Observations of the nearby, young red dwarf AU Microscopii (AU Mic) using the Hubble Space Telescope and the European Southern Observatory’s Very Large Telescope in Chile shows a rapidly eroding dust-and-gas disk encircling the star. Hubble took the image above in 2018 in visible light. The glare of the star, located at the center of the disk, has been blocked out. The box in the picture highlights one blob of material extending above and below the disk.

The disk is being cleaned out by fast-moving blobs of material which pushing small objects out of the system. (Astronomers aren’t sure what’s driving the process, but one theory is that powerful mass ejections from the star, a common phenomenon among young red dwarfs, may bee the cause.) If the debris disk around AU Mic continues to dissipate at the current pace, it wont last much more than 1.5 million years, the blink of an eye in cosmic time. Planets would be too large to be ejected, but smaller bodies, such as comets and asteroids, could be cleared out. Then with no later bombardment by watery bodies, the planets might end up dry, dusty, and lifeless.

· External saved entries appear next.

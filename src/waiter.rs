// SPDX-License-Identifier: MIT
// SPDX-FileCopyrightText: 2025-2026 natyamatsya contributors
//
// Condition-variable + mutex wrapper used by the front end to suspend
// readers waiting for queued requests and writers waiting for the response
// channel to reopen. Waits are cancellable: after quit_waiting, every
// current and future wait returns Interrupted.

use std::sync::atomic::{AtomicBool, Ordering};
use std::sync::{Condvar, Mutex};
use std::time::{Duration, Instant};

use crate::{Error, Result};

/// A waiter combining a condition variable, a mutex, and a quit flag.
///
/// Predicates are re-checked after every wakeup; spurious wakeups are
/// harmless. Wakers must only be invoked from blocking-tolerant contexts
/// in the sense that they briefly acquire the internal lock.
pub struct Waiter {
    cond: Condvar,
    lock: Mutex<()>,
    quit: AtomicBool,
}

impl Waiter {
    /// Create a waiter with no one waiting.
    pub fn new() -> Self {
        Self {
            cond: Condvar::new(),
            lock: Mutex::new(()),
            quit: AtomicBool::new(false),
        }
    }

    /// Block while `pred` returns `true`.
    ///
    /// Returns `Ok(true)` once the predicate clears, `Ok(false)` on
    /// timeout, `Err(Interrupted)` once [`Waiter::quit_waiting`] has fired.
    pub fn wait_if<F>(&self, pred: F, timeout_ms: Option<u64>) -> Result<bool>
    where
        F: Fn() -> bool,
    {
        let deadline = timeout_ms.map(|ms| Instant::now() + Duration::from_millis(ms));
        let mut held = self.lock.lock().unwrap_or_else(|e| e.into_inner());
        loop {
            if self.quit.load(Ordering::Acquire) {
                return Err(Error::Interrupted);
            }
            if !pred() {
                return Ok(true);
            }
            match deadline {
                Some(dl) => {
                    let remaining = dl.saturating_duration_since(Instant::now());
                    if remaining.is_zero() {
                        return Ok(false);
                    }
                    let (guard, timeout) = self
                        .cond
                        .wait_timeout(held, remaining)
                        .unwrap_or_else(|e| e.into_inner());
                    held = guard;
                    if timeout.timed_out() {
                        // Deadline passed while asleep; one last predicate
                        // check decides between success and timeout.
                        if self.quit.load(Ordering::Acquire) {
                            return Err(Error::Interrupted);
                        }
                        return Ok(!pred());
                    }
                }
                None => {
                    held = self.cond.wait(held).unwrap_or_else(|e| e.into_inner());
                }
            }
        }
    }

    /// Wake one waiter.
    pub fn notify(&self) {
        // Barrier: briefly acquire the lock so a waiter between its
        // predicate check and the sleep cannot miss the wakeup.
        drop(self.lock.lock().unwrap_or_else(|e| e.into_inner()));
        self.cond.notify_one();
    }

    /// Wake all waiters.
    pub fn broadcast(&self) {
        drop(self.lock.lock().unwrap_or_else(|e| e.into_inner()));
        self.cond.notify_all();
    }

    /// Cancel: all current and future waits return `Interrupted`.
    pub fn quit_waiting(&self) {
        self.quit.store(true, Ordering::Release);
        self.broadcast();
    }
}

impl Default for Waiter {
    fn default() -> Self {
        Self::new()
    }
}
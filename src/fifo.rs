// SPDX-License-Identifier: MIT
// SPDX-FileCopyrightText: 2025-2026 natyamatsya contributors
//
// Bounded FIFO of whole Block Transfer frames. Capacity is a power of two
// so the head/tail cursors wrap by masking. Push runs in dispatch context:
// each operation is one short exclusive section around a frame copy.

use crate::guarded::Guarded;
use crate::msg::{BtMsg, SEQ_MAX};
use crate::{Error, Result};

/// Default capacity: one slot per possible sequence number, rounded up to
/// a power of two.
pub const REQUEST_FIFO_SIZE: usize = SEQ_MAX.next_power_of_two();

struct Ring {
    head: u32,
    tail: u32,
    slots: Box<[BtMsg]>,
}

/// A bounded queue of whole [`BtMsg`] frames.
///
/// One producer (the dispatcher) pushes, any number of consumers (front-end
/// readers) pop. Either side may run where sleeping is forbidden. A full
/// queue surfaces as [`Error::Busy`], which the dispatcher converts to a
/// completion-code response.
pub struct MsgFifo {
    ring: Guarded<Ring>,
}

impl MsgFifo {
    /// Create a FIFO with the default capacity of [`REQUEST_FIFO_SIZE`].
    pub fn new() -> Self {
        Self::with_capacity(REQUEST_FIFO_SIZE)
    }

    /// Create a FIFO holding at least `capacity` frames (rounded up to a
    /// power of two).
    pub fn with_capacity(capacity: usize) -> Self {
        let capacity = capacity.max(1).next_power_of_two();
        Self {
            ring: Guarded::new(Ring {
                head: 0,
                tail: 0,
                slots: vec![BtMsg::default(); capacity].into_boxed_slice(),
            }),
        }
    }

    /// Number of frames the FIFO can hold.
    pub fn capacity(&self) -> usize {
        self.ring.with(|ring| ring.slots.len())
    }

    /// Append one frame. Fails with [`Error::Busy`] when full.
    pub fn push(&self, msg: &BtMsg) -> Result<()> {
        self.ring.with(|ring| {
            let cap = ring.slots.len() as u32;
            if ring.tail.wrapping_sub(ring.head) == cap {
                return Err(Error::Busy);
            }
            let idx = (ring.tail & (cap - 1)) as usize;
            ring.slots[idx] = *msg;
            ring.tail = ring.tail.wrapping_add(1);
            Ok(())
        })
    }

    /// Remove and return the oldest frame, if any.
    pub fn pop(&self) -> Option<BtMsg> {
        self.ring.with(|ring| {
            if ring.tail == ring.head {
                return None;
            }
            let cap = ring.slots.len() as u32;
            let idx = (ring.head & (cap - 1)) as usize;
            let msg = ring.slots[idx];
            ring.head = ring.head.wrapping_add(1);
            Some(msg)
        })
    }

    /// Number of queued frames.
    pub fn len(&self) -> usize {
        self.ring
            .with(|ring| ring.tail.wrapping_sub(ring.head) as usize)
    }

    /// Whether the FIFO holds no frames.
    pub fn is_empty(&self) -> bool {
        self.len() == 0
    }
}

impl Default for MsgFifo {
    fn default() -> Self {
        Self::new()
    }
}
// SPDX-License-Identifier: MIT
// SPDX-FileCopyrightText: 2025-2026 natyamatsya contributors
//
// IPMI Block Transfer frame. Fixed header (len, netfn/lun, seq, cmd)
// followed by up to 252 payload bytes; the whole struct is POD-shaped so
// putting a frame on the wire is a byte copy.

use crate::{Error, Result};

/// Largest payload a Block Transfer frame can carry.
pub const PAYLOAD_LEN_MAX: usize = 252;

/// Largest sequence number (the field is 8 bits).
pub const SEQ_MAX: usize = 255;

/// Bit set in `netfn_lun` to mark a frame as a response.
pub const NETFN_LUN_RESPONSE_MASK: u8 = 1 << 2;

/// Header bytes counted by the `len` field (netfn_lun, seq, cmd).
const HDR_AFTER_LEN: usize = 3;

/// An IPMI Block Transfer message.
///
/// Wire layout, in order:
///
/// ```text
/// offset 0: len        — count of bytes after this one
/// offset 1: netfn_lun  — netfn << 2 | lun; bit 2 = response flag
/// offset 2: seq
/// offset 3: cmd
/// offset 4: payload    — len - 3 bytes
/// ```
///
/// Total on-wire length is `len + 1`, at most 256 bytes. Use
/// [`BtMsg::wire_len`] rather than reading `len` directly. Bytes of
/// `payload` beyond the declared length are insignificant slack; equality
/// compares the on-wire bytes only.
#[repr(C)]
#[derive(Clone, Copy)]
pub struct BtMsg {
    pub len: u8,
    pub netfn_lun: u8,
    pub seq: u8,
    pub cmd: u8,
    payload: [u8; PAYLOAD_LEN_MAX],
}

/// `len` field for a frame carrying `payload_len` payload bytes.
///
/// Fails with [`Error::Invalid`] above [`PAYLOAD_LEN_MAX`]; a larger frame
/// cannot exist on the wire, so it must not exist in memory either.
pub fn payload_to_len(payload_len: usize) -> Result<u8> {
    if payload_len > PAYLOAD_LEN_MAX {
        return Err(Error::Invalid);
    }
    Ok((payload_len + HDR_AFTER_LEN) as u8)
}

impl BtMsg {
    /// Build a frame from header fields and a payload.
    pub fn new(netfn_lun: u8, seq: u8, cmd: u8, payload: &[u8]) -> Result<Self> {
        let len = payload_to_len(payload.len())?;
        let mut msg = Self {
            len,
            netfn_lun,
            seq,
            cmd,
            payload: [0; PAYLOAD_LEN_MAX],
        };
        msg.payload[..payload.len()].copy_from_slice(payload);
        Ok(msg)
    }

    /// Parse a frame from its on-wire bytes.
    ///
    /// `bytes` must be one whole frame: `bytes.len() == bytes[0] + 1`, with
    /// the full 4-byte header present.
    pub fn from_bytes(bytes: &[u8]) -> Result<Self> {
        if bytes.len() < HDR_AFTER_LEN + 1 {
            return Err(Error::Invalid);
        }
        if bytes.len() != bytes[0] as usize + 1 {
            return Err(Error::Invalid);
        }
        let mut msg = Self {
            len: bytes[0],
            netfn_lun: bytes[1],
            seq: bytes[2],
            cmd: bytes[3],
            payload: [0; PAYLOAD_LEN_MAX],
        };
        let payload = &bytes[4..];
        msg.payload[..payload.len()].copy_from_slice(payload);
        Ok(msg)
    }

    /// Total on-wire length of this frame, including the `len` byte.
    pub fn wire_len(&self) -> usize {
        self.len as usize + 1
    }

    /// The declared payload bytes. Empty for a malformed `len < 3`.
    pub fn payload(&self) -> &[u8] {
        let n = (self.len as usize).saturating_sub(HDR_AFTER_LEN);
        &self.payload[..n]
    }

    /// Whether the response bit is set in `netfn_lun`.
    pub fn is_response(&self) -> bool {
        self.netfn_lun & NETFN_LUN_RESPONSE_MASK != 0
    }

    /// The on-wire bytes of this frame.
    ///
    /// The struct is `#[repr(C)]` and all-`u8`, so the first `wire_len`
    /// bytes of the struct are exactly the wire encoding.
    pub fn as_bytes(&self) -> &[u8] {
        let n = self.wire_len().min(core::mem::size_of::<Self>());
        unsafe { core::slice::from_raw_parts(self as *const Self as *const u8, n) }
    }

    /// Raw view of the full 256-byte frame storage.
    ///
    /// Transports assembling a frame byte-by-byte off the wire write the
    /// `len` byte first and the rest behind it.
    pub(crate) fn as_mut_bytes(&mut self) -> &mut [u8] {
        unsafe {
            core::slice::from_raw_parts_mut(
                self as *mut Self as *mut u8,
                core::mem::size_of::<Self>(),
            )
        }
    }
}

impl Default for BtMsg {
    /// An all-zero frame (`len == 0`), the state of an unused staging slot.
    fn default() -> Self {
        Self {
            len: 0,
            netfn_lun: 0,
            seq: 0,
            cmd: 0,
            payload: [0; PAYLOAD_LEN_MAX],
        }
    }
}

impl PartialEq for BtMsg {
    fn eq(&self, other: &Self) -> bool {
        self.as_bytes() == other.as_bytes()
    }
}

impl Eq for BtMsg {}

impl std::fmt::Debug for BtMsg {
    fn fmt(&self, f: &mut std::fmt::Formatter<'_>) -> std::fmt::Result {
        f.debug_struct("BtMsg")
            .field("len", &self.len)
            .field("netfn_lun", &format_args!("{:#04x}", self.netfn_lun))
            .field("seq", &self.seq)
            .field("cmd", &format_args!("{:#04x}", self.cmd))
            .field("payload_len", &self.payload().len())
            .finish()
    }
}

Image Credits: NASA / ESA / J. Wisniewski (University of Oklahoma) / C. Grady (Eureka Scientific) / G. Schneider (Steward Observatory)

2 thoughts on “AU Microscopii

  1. I think I’ve heard that Red Dwarfs are also relatively violent in their early lives, around the time planets would form, so they’d have a theoretical tendency to rip the atmosphere off planets. If you ripped 90% of the atmosphere off Venus, it would be an improvement, with Earth, it’d be a tragedy, with Mars, it would hardly make a difference.

    There are a lot of dice rolls to reach our present condition around any class of star, any of which could have spelled the end, and some of which were necessary to reach a beginning. With millions of chances in our galaxy and trillions across all galaxies, I’m sure it’s happened more than once. Though, I’m less sure we’ll ever know about it.